1. ## Convergence in Distribution

I am wondering if someone can give me some help on this problem.

Let $X_1, X_2,$ ... be i.i.d. and $X_{(n)} = max_{1 \le i \le n}X_i$. If $X_i ~ Beta (1, \beta)$, find a value $v$ so that
$n^v(1 - X_{(n)})$ converges in distribution.

I think it has to do with order statistics but I could be comletely off the right track.

2. Originally Posted by chabmgph
I am wondering if someone can give me some help on this problem.

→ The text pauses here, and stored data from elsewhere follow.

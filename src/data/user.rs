//! User data repository for database operations.
//!
//! This module provides the `UserRepository` for managing user records in the
//! database. It handles the login upsert, queries, and role management with
//! conversion between entity models and domain models at the infrastructure
//! boundary.

use chrono::Utc;
use migration::OnConflict;
use sea_orm::{
    ActiveValue, ColumnTrait, DatabaseConnection, EntityTrait, PaginatorTrait, QueryFilter,
    QueryOrder,
};

use crate::{
    error::AppError,
    model::user::{Role, UpsertUserParam, User},
};

/// Repository providing database operations for user management.
///
/// This struct holds a reference to the database connection and provides methods
/// for creating, reading, updating, and querying user records.
pub struct UserRepository<'a> {
    db: &'a DatabaseConnection,
}

impl<'a> UserRepository<'a> {
    /// Creates a new UserRepository instance.
    ///
    /// # Arguments
    /// - `db` - Reference to the database connection
    ///
    /// # Returns
    /// - `UserRepository` - New repository instance
    pub fn new(db: &'a DatabaseConnection) -> Self {
        Self { db }
    }

    /// Upserts a user from parameter model during login.
    ///
    /// Inserts a new user with `role_on_create`, or refreshes an existing
    /// user's name, avatar, and last-login timestamp. The role column is not
    /// in the conflict update list, so a login never changes an existing
    /// user's role.
    ///
    /// # Arguments
    /// - `param` - Upsert parameters including steam_id, profile fields, and
    ///   the role to use if the user does not exist yet
    ///
    /// # Returns
    /// - `Ok(User)` - The created or refreshed user
    /// - `Err(AppError)` - Database error during insert or update
    pub async fn upsert(&self, param: UpsertUserParam) -> Result<User, AppError> {
        let now = Utc::now();

        let entity = entity::prelude::User::insert(entity::user::ActiveModel {
            steam_id: ActiveValue::Set(param.steam_id.to_string()),
            name: ActiveValue::Set(param.name),
            avatar: ActiveValue::Set(param.avatar),
            role: ActiveValue::Set(param.role_on_create.as_str().to_string()),
            created_at: ActiveValue::Set(now),
            last_login_at: ActiveValue::Set(now),
        })
        .on_conflict(
            OnConflict::column(entity::user::Column::SteamId)
                .update_columns([
                    entity::user::Column::Name,
                    entity::user::Column::Avatar,
                    entity::user::Column::LastLoginAt,
                ])
                .to_owned(),
        )
        .exec_with_returning(self.db)
        .await?;

        User::from_entity(entity)
    }

    /// Finds a user by their SteamID64.
    ///
    /// # Arguments
    /// - `steam_id` - SteamID64 as u64
    ///
    /// # Returns
    /// - `Ok(Some(User))` - User found with full data
    /// - `Ok(None)` - No user found with that steam id
    /// - `Err(AppError)` - Database error during query
    pub async fn find_by_steam_id(&self, steam_id: u64) -> Result<Option<User>, AppError> {
        let entity = entity::prelude::User::find_by_id(steam_id.to_string())
            .one(self.db)
            .await?;

        entity.map(User::from_entity).transpose()
    }

    /// Gets all users, newest registration first.
    ///
    /// Used by the admin user management view.
    ///
    /// # Returns
    /// - `Ok(Vec<User>)` - All users ordered by creation time descending
    /// - `Err(AppError)` - Database error during query
    pub async fn get_all(&self) -> Result<Vec<User>, AppError> {
        let entities = entity::prelude::User::find()
            .order_by_desc(entity::user::Column::CreatedAt)
            .all(self.db)
            .await?;

        entities.into_iter().map(User::from_entity).collect()
    }

    /// Checks if any admin users exist in the database.
    ///
    /// Used during startup to warn the operator when nobody can reach the
    /// admin surface yet.
    ///
    /// # Returns
    /// - `Ok(true)` - At least one admin user exists
    /// - `Ok(false)` - No admin users exist
    /// - `Err(AppError)` - Database error during count query
    pub async fn admin_exists(&self) -> Result<bool, AppError> {
        let admin_count = entity::prelude::User::find()
            .filter(entity::user::Column::Role.eq(Role::Admin.as_str()))
            .count(self.db)
            .await?;

        Ok(admin_count > 0)
    }

    /// Sets the role for a user.
    ///
    /// # Arguments
    /// - `steam_id` - SteamID64 of the user as u64
    /// - `role` - The role to assign
    ///
    /// # Returns
    /// - `Ok(())` - Role updated successfully (or no matching user found)
    /// - `Err(AppError)` - Database error during update operation
    pub async fn set_role(&self, steam_id: u64, role: Role) -> Result<(), AppError> {
        entity::prelude::User::update_many()
            .filter(entity::user::Column::SteamId.eq(steam_id.to_string()))
            .col_expr(
                entity::user::Column::Role,
                sea_orm::sea_query::Expr::value(role.as_str()),
            )
            .exec(self.db)
            .await?;
        Ok(())
    }
}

Let $X_1, X_2,$ ... be i.i.d. and $X_{(n)} = max_{1 \le i \le n}X_i$. If $X_i ~ Beta (1, \beta)$, find a value $v$ so that
$n^v(1 - X_{(n)})$ converges in distribution.

I think it has to do with order statistics but I could be comletely off the right track.

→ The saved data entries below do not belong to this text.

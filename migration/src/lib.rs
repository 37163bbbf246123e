pub use sea_orm_migration::prelude::*;

mod m20250110_000001_create_user_table;
mod m20250110_000002_create_application_table;
mod m20250110_000003_create_application_field_table;
mod m20250110_000004_create_category_gate_table;

pub struct Migrator;

#[async_trait::async_trait]
impl MigratorTrait for Migrator {
    fn migrations() -> Vec<Box<dyn MigrationTrait>> {
        vec![
            Box::new(m20250110_000001_create_user_table::Migration),
            Box::new(m20250110_000002_create_application_table::Migration),
            Box::new(m20250110_000003_create_application_field_table::Migration),
            Box::new(m20250110_000004_create_category_gate_table::Migration),
        ]
    }
}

Start by getting the distribution of $X_{(n)}$.

3. Ok. Let see if I can at least get this right...

$f_{X_i}=(1-x)^{\beta-1}$ since $X_i \sim Beta(1, \beta)$

Then $F_{X_i}=\int^x_0 (1-t)^{\beta-1} dt= \frac{1}{\beta}(1-(1-x)^{\beta})$
And since $X_n$ is the max, the p.d.f for it is
$f(x_n)=n*f(x_n)*F^{n-1}(x_n)$
$=n*(1-x_n)^{\beta-1}*\frac{1}{\beta^{n-1}}(1-(1-x_n)^{\beta})^{n-1}$

Am I in the right track?

Thanks again!

4. That's not a valid density.
You're leaving out the constant terms in your Beta.
And, yes the max is the largest order statistic.

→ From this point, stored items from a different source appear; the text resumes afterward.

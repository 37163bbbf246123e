use std::num::ParseIntError;
use thiserror::Error;

/// Internal issues with the codebase indicating unexpected behavior & possible bugs
#[derive(Error, Debug)]
pub enum InternalError {
    /// Failure to parse id from String
    ///
    /// Results a in 500 Internal Server Error with a generic message returned
    /// to client.
    #[error("Failed to parse ID from String '{value}': {source}")]
    ParseStringId {
        /// The string value that failed to parse
        value: String,
        /// The underlying parse error
        #[source]
        source: ParseIntError,
    },

    /// A stored category column held a value outside the known set.
    ///
    /// Only this application writes the column, so an unknown value means a
    /// bug or manual tampering. Results in a 500 Internal Server Error.
    #[error("Unknown application category '{value}' in store")]
    UnknownCategory { value: String },

    /// A stored status column held a value outside the known vocabulary.
    #[error("Unknown application status '{value}' in store")]
    UnknownStatus { value: String },

    /// A stored role column held a value outside the known set.
    #[error("Unknown user role '{value}' in store")]
    UnknownRole { value: String },
}
use serde::{Deserialize, Serialize};
use utoipa::ToSchema;

#[derive(Serialize, Deserialize, ToSchema)]
pub struct ErrorDto {
    pub error: String,
}

#[derive(Serialize, Deserialize, ToSchema)]
pub struct MessageDto {
    pub message: String,
}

5. I see where I messed up now...'cause I can't add...

So instead, $f_{X_i}=\beta(1-x)^{\beta-1}$

Then it will be $F_{X_i}=\beta \int^x_0 (1-t)^{\beta-1} dt= 1-(1-x)^{\beta}$
And p.d.f will be
$f(x_n)=n*f(x_n)*F^{n-1}(x_n)$
$=n\beta(1-x_n)^{\beta-1}(1-(1-x_n)^{\beta})^{n-1}$

Does that look better?

6. Instead of doing all of that, why don't you get the CDF of the max directly?

$P(X_{(n)}\le a)=P(X_1\le a,...., X_n\le a)=F^n(a)$

Then let $Y_n=n^v(1-X_{(n)})$ and find its CDF.

7. Originally Posted by matheagle
Instead of doing all of that, why don't you get the CDF of the max directly?

$P(X_{(n)}\le a)=P(X_1\le a,...., X_n\le a)=F^n(a)$
Oh, right, since they are i.i.d, I guess I could have done that. >"<

So the c.d.f is $F(x_{(n)})=[1-(1-x_{(n)})^{\beta}]^n$.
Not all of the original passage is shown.